Greater Than the Sum of Their Parts

Surgical Specialties Combine Forces to Care for Patients with Anorectal Malformations

Nelson Rosen, MD, trained in an era when pediatric surgeons treated children with urinary tract abnormalities. As a young doctor in New York specializing in colorectal surgery in the early 2000s, he was thrilled to discover a group of pediatric urologists to co-manage patients needing complex urological surgery for anorectal malformations (ARMs). But as his practice grew, he longed for better collaboration.

“The urologists had excellent surgical expertise, but they worked at many different hospitals, and care coordination was challenging, to say the least,” says Rosen, a pediatric surgeon at Cincinnati Children’s Colorectal Center. “Scheduling surgical cases with them took a long time and dragged out the process. After-care sometimes would be challenging. If one of my patients had a complex urological issue, I didn’t have a streamlined process to ask for help—it was like building a process from scratch each time for each patient.”

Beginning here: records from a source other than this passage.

//! Per-connection outbound delivery: a bounded, loss-tolerant queue.
//!
//! Every connection owns one queue. Producers ([`ClientHandle`]) never
//! block and never fail: when the queue is full the oldest pending frame
//! is evicted to admit the newest. The connection's writer task drains
//! the other end ([`OutboundReceiver`]) into the socket.
//!
//! The [`ClientHandle`] doubles as a unit's delivery address: the lobby
//! and every game session hold clones of it instead of touching the
//! socket themselves.

use std::collections::VecDeque;
use std::sync::{Arc, Mutex, MutexGuard};

use tokio::sync::Notify;
use voltgrid_protocol::{Codec, Envelope, JsonCodec, PlayerId};

/// Default outbound buffer capacity per connection.
pub const OUTBOUND_CAPACITY: usize = 256;

struct Inner {
    buf: VecDeque<String>,
    closed: bool,
    dropped: u64,
}

struct Shared {
    inner: Mutex<Inner>,
    capacity: usize,
    notify: Notify,
}

impl Shared {
    fn lock(&self) -> MutexGuard<'_, Inner> {
        // A poisoned lock only means a holder panicked mid-push; the
        // queue contents are still a valid VecDeque.
        self.inner.lock().unwrap_or_else(|e| e.into_inner())
    }
}

/// Creates a bounded outbound queue for one connection.
///
/// Returns the producer half (cloneable, used as the player's delivery
/// address) and the consumer half (owned by the connection's writer task).
pub fn outbound_channel(
    player_id: PlayerId,
    capacity: usize,
) -> (ClientHandle, OutboundReceiver) {
    let shared = Arc::new(Shared {
        inner: Mutex::new(Inner {
            buf: VecDeque::with_capacity(capacity),
            closed: false,
            dropped: 0,
        }),
        capacity,
        notify: Notify::new(),
    });
    (
        ClientHandle {
            player_id,
            shared: Arc::clone(&shared),
            codec: JsonCodec,
        },
        OutboundReceiver { shared },
    )
}

/// A player's delivery address: serializes envelopes into the outbound
/// queue. Cheap to clone; sending never blocks.
#[derive(Clone)]
pub struct ClientHandle {
    player_id: PlayerId,
    shared: Arc<Shared>,
    codec: JsonCodec,
}

impl ClientHandle {
    /// The player this handle delivers to.
    pub fn player_id(&self) -> &PlayerId {
        &self.player_id
    }

    /// Serializes and enqueues one envelope. Serialization failures are
    /// logged and suppressed; they never abort the caller's broadcast.
    pub fn send(&self, envelope: &Envelope) {
        match self.codec.encode(envelope) {
            Ok(text) => self.push_text(text),
            Err(e) => {
                tracing::error!(
                    player_id = %self.player_id,
                    kind = %envelope.kind,
                    error = %e,
                    "failed to serialize outbound envelope"
                );
            }
        }
    }

    /// Enqueues a pre-encoded frame, evicting the oldest pending frame
    /// when the queue is full. No-op after close.
    pub fn push_text(&self, text: String) {
        {
            let mut inner = self.shared.lock();
            if inner.closed {
                return;
            }
            if inner.buf.len() >= self.shared.capacity {
                inner.buf.pop_front();
                inner.dropped += 1;
                tracing::debug!(
                    player_id = %self.player_id,
                    dropped = inner.dropped,
                    "outbound queue full, evicted oldest frame"
                );
            }
            inner.buf.push_back(text);
        }
        self.shared.notify.notify_one();
    }

    /// Closes the queue. Already-buffered frames still drain; further
    /// pushes are discarded.
    pub fn close(&self) {
        self.shared.lock().closed = true;
        self.shared.notify.notify_one();
    }
}

/// Consumer half of the outbound queue, drained by the writer task.
pub struct OutboundReceiver {
    shared: Arc<Shared>,
}

impl OutboundReceiver {
    /// Waits for the next frame. Returns `None` once the queue is closed
    /// and fully drained.
    pub async fn recv(&self) -> Option<String> {
        loop {
            let notified = self.shared.notify.notified();
            {
                let mut inner = self.shared.lock();
                if let Some(text) = inner.buf.pop_front() {
                    return Some(text);
                }
                if inner.closed {
                    return None;
                }
            }
            notified.await;
        }
    }

    /// Pops the next frame without waiting.
    pub fn try_recv(&self) -> Option<String> {
        self.shared.lock().buf.pop_front()
    }
}

#[cfg(test)]
mod tests {
    use super::*;
    use voltgrid_protocol::MessageType;

    fn channel(capacity: usize) -> (ClientHandle, OutboundReceiver) {
        outbound_channel(PlayerId("p-test".into()), capacity)
    }

    #[test]
    fn test_push_and_try_recv_in_order() {
        let (tx, rx) = channel(4);
        tx.push_text("a".into());
        tx.push_text("b".into());
        assert_eq!(rx.try_recv().as_deref(), Some("a"));
        assert_eq!(rx.try_recv().as_deref(), Some("b"));
        assert_eq!(rx.try_recv(), None);
    }

    #[test]
    fn test_full_queue_evicts_oldest_and_admits_newest() {
        let (tx, rx) = channel(3);
        for text in ["1", "2", "3", "4", "5"] {
            tx.push_text(text.into());
        }
        // "1" and "2" were evicted; the newest always made it in.
        assert_eq!(rx.try_recv().as_deref(), Some("3"));
        assert_eq!(rx.try_recv().as_deref(), Some("4"));
        assert_eq!(rx.try_recv().as_deref(), Some("5"));
        assert_eq!(rx.try_recv(), None);
    }

    #[test]
    fn test_push_after_close_is_discarded() {
        let (tx, rx) = channel(4);
        tx.push_text("kept".into());
        tx.close();
        tx.push_text("lost".into());
        assert_eq!(rx.try_recv().as_deref(), Some("kept"));
        assert_eq!(rx.try_recv(), None);
    }

    #[tokio::test]
    async fn test_recv_drains_then_reports_closed() {
        let (tx, rx) = channel(4);
        tx.push_text("last".into());
        tx.close();
        assert_eq!(rx.recv().await.as_deref(), Some("last"));
        assert_eq!(rx.recv().await, None);
    }

    #[tokio::test]
    async fn test_recv_wakes_on_push() {
        let (tx, rx) = channel(4);
        let waiter = tokio::spawn(async move { rx.recv().await });
        tokio::task::yield_now().await;
        tx.push_text("ping".into());
        let received = waiter.await.expect("recv task");
        assert_eq!(received.as_deref(), Some("ping"));
    }

    #[test]
    fn test_send_encodes_envelope() {
        let (tx, rx) = channel(4);
        tx.send(&Envelope::bare(MessageType::Pong));
        assert_eq!(rx.try_recv().as_deref(), Some(r#"{"type":"PONG"}"#));
    }
}
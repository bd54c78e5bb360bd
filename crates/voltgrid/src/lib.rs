//! # Voltgrid
//!
//! Real-time multiplayer backend for a turn-based power-auction game.
//!
//! Clients connect over WebSocket at `/ws`, handshake for an identity,
//! gather in lobby rooms, and play turn-based sessions. Every stateful
//! component (bridge, lobby, and each game session) is an isolated Tokio
//! task fed by its own channel, so state is never shared and never
//! locked.
//!
//! ```text
//! socket ⇄ bridge ⇄ lobby ⇄ session
//!             ↑ outbound queue (bounded, drop-oldest)
//! ```

mod bridge;
mod error;
mod server;

pub use error::ServerError;
pub use server::{Server, ServerConfig, DEFAULT_PORT};
//! Prometheus counters for the REST front door.
//!
//! | Metric | Labels | Description |
//! |--------|--------|-------------|
//! | `gort_requests_total` | `request_uri`, `remote_addr` | Requests to token-protected routes |
//! | `gort_unauthorized_requests_total` | `request_uri`, `remote_addr` | Requests rejected with 401 |
//! | `gort_errors_total` | `kind` | Server-side errors worth an operator's attention |

use metrics::{counter, describe_counter};
use metrics_exporter_prometheus::{BuildError, PrometheusBuilder, PrometheusHandle};

pub const TOTAL_REQUESTS: &str = "gort_requests_total";
pub const UNAUTHORIZED_REQUESTS: &str = "gort_unauthorized_requests_total";
pub const ERRORS: &str = "gort_errors_total";

/// Installs the global Prometheus recorder and returns the handle used by
/// `GET /v2/metrics`.
pub fn install_recorder() -> Result<PrometheusHandle, BuildError> {
    let handle = PrometheusBuilder::new().install_recorder()?;
    describe_metrics();
    Ok(handle)
}

/// Handle to a recorder that is not installed globally.
///
/// Rendering it always yields an empty exposition; used when metrics are
/// disabled and in tests, where only one global recorder may exist per
/// process.
pub fn detached_handle() -> PrometheusHandle {
    PrometheusBuilder::new().build_recorder().handle()
}

fn describe_metrics() {
    describe_counter!(TOTAL_REQUESTS, "Total requests to token-protected endpoints");
    describe_counter!(UNAUTHORIZED_REQUESTS, "Requests rejected for a missing or invalid session token");
    describe_counter!(ERRORS, "Server-side errors by kind");
}

pub fn record_total_request(request_uri: &str, remote_addr: &str) {
    counter!(
        TOTAL_REQUESTS,
        "request_uri" => request_uri.to_string(),
        "remote_addr" => remote_addr.to_string()
    )
    .increment(1);
}

pub fn record_unauthorized_request(request_uri: &str, remote_addr: &str) {
    counter!(
        UNAUTHORIZED_REQUESTS,
        "request_uri" => request_uri.to_string(),
        "remote_addr" => remote_addr.to_string()
    )
    .increment(1);
}

pub fn record_error(kind: &'static str) {
    counter!(ERRORS, "kind" => kind).increment(1);
}
//! Response status observer.
//!
//! Mirrors the status code and the number of body bytes actually written
//! into shared cells without changing what the client receives: headers,
//! frames, size hints and end-of-stream signalling are forwarded untouched.

use std::pin::Pin;
use std::sync::atomic::{AtomicU16, AtomicU64, Ordering};
use std::sync::Arc;
use std::task::{Context, Poll};

use axum::{
    body::Body,
    http::StatusCode,
    response::Response,
};
use bytes::Bytes;
use http_body::{Frame, SizeHint};

/// Shared cells holding the observed status and byte count.
#[derive(Clone, Debug)]
pub struct StatusCapture {
    status: Arc<AtomicU16>,
    bytes: Arc<AtomicU64>,
}

impl StatusCapture {
    /// Starts out as `200 OK` with nothing written.
    pub fn new() -> Self {
        Self {
            status: Arc::new(AtomicU16::new(StatusCode::OK.as_u16())),
            bytes: Arc::new(AtomicU64::new(0)),
        }
    }

    pub fn status(&self) -> u16 {
        self.status.load(Ordering::Acquire)
    }

    pub fn bytes(&self) -> u64 {
        self.bytes.load(Ordering::Acquire)
    }

    fn record_status(&self, status: StatusCode) {
        self.status.store(status.as_u16(), Ordering::Release);
    }

    fn add_bytes(&self, len: usize) {
        self.bytes.fetch_add(len as u64, Ordering::AcqRel);
    }

    /// Records the response status and re-wraps its body so written bytes are
    /// counted. `on_complete` runs exactly once, when the body reaches its end
    /// or is dropped, whichever happens first.
    pub fn observe<F>(&self, response: Response, on_complete: F) -> Response
    where
        F: FnOnce() + Send + 'static,
    {
        self.record_status(response.status());

        let (parts, body) = response.into_parts();
        let body = ObservedBody {
            inner: body,
            capture: self.clone(),
            on_complete: Some(Box::new(on_complete)),
        };

        Response::from_parts(parts, Body::new(body))
    }
}

impl Default for StatusCapture {
    fn default() -> Self {
        Self::new()
    }
}

struct ObservedBody {
    inner: Body,
    capture: StatusCapture,
    on_complete: Option<Box<dyn FnOnce() + Send>>,
}

impl ObservedBody {
    fn complete(&mut self) {
        if let Some(on_complete) = self.on_complete.take() {
            on_complete();
        }
    }
}

impl http_body::Body for ObservedBody {
    type Data = Bytes;
    type Error = axum::Error;

    fn poll_frame(
        self: Pin<&mut Self>,
        cx: &mut Context<'_>,
    ) -> Poll<Option<Result<Frame<Self::Data>, Self::Error>>> {
        let this = self.get_mut();
        let polled = Pin::new(&mut this.inner).poll_frame(cx);

        match &polled {
            Poll::Ready(Some(Ok(frame))) => {
                if let Some(data) = frame.data_ref() {
                    this.capture.add_bytes(data.len());
                }
            }
            Poll::Ready(Some(Err(_))) | Poll::Ready(None) => this.complete(),
            Poll::Pending => {}
        }

        polled
    }

    fn is_end_stream(&self) -> bool {
        self.inner.is_end_stream()
    }

    fn size_hint(&self) -> SizeHint {
        self.inner.size_hint()
    }
}

impl Drop for ObservedBody {
    fn drop(&mut self) {
        self.complete();
    }
}
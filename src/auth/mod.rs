use rand::distributions::Alphanumeric;
use rand::Rng;
use sha2::{Digest, Sha256};

/// Header carrying the bearer session token.
pub const SESSION_TOKEN_HEADER: &str = "X-Session-Token";

const SALT_LEN: usize = 16;

/// Random alphanumeric string drawn from the thread-local CSPRNG.
pub fn generate_random_token(len: usize) -> String {
    rand::thread_rng()
        .sample_iter(&Alphanumeric)
        .take(len)
        .map(char::from)
        .collect()
}

/// Salted SHA-256 digest in `salt$hex` form.
pub fn hash_password(password: &str) -> String {
    let salt = generate_random_token(SALT_LEN);
    format!("{}${}", salt, digest(&salt, password))
}

pub fn verify_password(password: &str, hash: &str) -> bool {
    match hash.split_once('$') {
        Some((salt, expected)) => digest(salt, password) == expected,
        None => false,
    }
}

fn digest(salt: &str, password: &str) -> String {
    let mut hasher = Sha256::new();
    hasher.update(salt.as_bytes());
    hasher.update(password.as_bytes());
    format!("{:x}", hasher.finalize())
}
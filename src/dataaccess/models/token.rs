use chrono::{DateTime, Utc};
use serde::{Deserialize, Serialize};

/// Session token bound to a user for a bounded window.
#[derive(Debug, Clone, PartialEq, Eq, Serialize, Deserialize)]
pub struct Token {
    pub token: String,
    pub user: String,
    pub duration_secs: i64,
    pub valid_from: DateTime<Utc>,
    pub valid_until: DateTime<Utc>,
}

impl Token {
    pub fn is_expired_at(&self, now: DateTime<Utc>) -> bool {
        now >= self.valid_until
    }

    pub fn is_expired(&self) -> bool {
        self.is_expired_at(Utc::now())
    }
}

The desire for a collaborative care model for children with an ARM drove Rosen’s decision to join the Colorectal Center in 2018. “Everything I had been wanting to do, the center was doing as a matter of routine,” he recalls. “The in-person, weekly meetings with doctors and nurses to discuss mutual patients and make plans for surgical care. The respect for everyone’s expertise, especially subspecialty nursing. The follow-through after surgery to ensure kids and families have what they need. I call it the ‘Cincinnati way,’ and it makes a difference.”

Identifying “Silent” Bladder Issues

Weekly meetings with colorectal surgery, urology, and gynecology specialists, and nurses are at the heart of the collaboration, says pediatric urologist Brian VanderBrink, MD. “We discuss every patient with an ARM and consider whether they may need surgery,” VanderBrink says. “The urologists are screening for silent bladder issues that may cause severe renal problems down the road, which occur at different frequencies depending upon the type of ARM.”

Every care team member has to “sign off” on any surgery that a child with an ARM may need. If the patient is experiencing urine leakage, difficulty passing urine, painful urination or occasional urinary tract infections, the team will ask for time to learn more before a colorectal surgery is scheduled.

Coordinating a Split-Appendix Procedure

Such collaborative discussions are essential when patients need surgery that may involve using the appendix to achieve urinary and fecal continence. In 2021, the Division of Pediatric Urology and the Colorectal Center physicians published a paper demonstrating that using a split-appendix approach for creating urinary and fecal continent catheterizable channels does not affect 30-day complications or long-term revision rates compared to other established techniques.

“Whenever our team or the urologists encounters a patient who might need a Malone appendicostomy and Mitrofanoff procedure, we make a plan together in consideration of our colleagues’ expertise and the child’s needs,” Rosen says. “If you use the appendix for one surgery — when you could have used it for both surgeries at once — it’s a much bigger operation to go in a second time and creates risks for the patient.”

Coordination is just as crucial for less complex surgeries, adds VanderBrink. “If a child needs an intrauterine device at age 16, and I need to place a catheter or remove a bladder stone, the gynecologist and I can do the surgeries together to minimize the child’s exposure to anesthesia.”

Challenging and Necessary

The nursing team works closely with families to minimize outpatient visits and schedule tests as conveniently as possible. “Offering this level of care coordination can be cumbersome and challenging at times for the healthcare team,” VanderBrink says. “But it keeps us focused on what’s best for each child — their well-being is our highest priority. Parents repeatedly tell us that’s what differentiates our collaborative care team.”

It’s a far cry from the old days, Rosen says. “I used to have to make so many patient care decisions on my own,” he recalls. “Shared decision-making transforms what we can do for kids. Our team is greater than the sum of our parts.”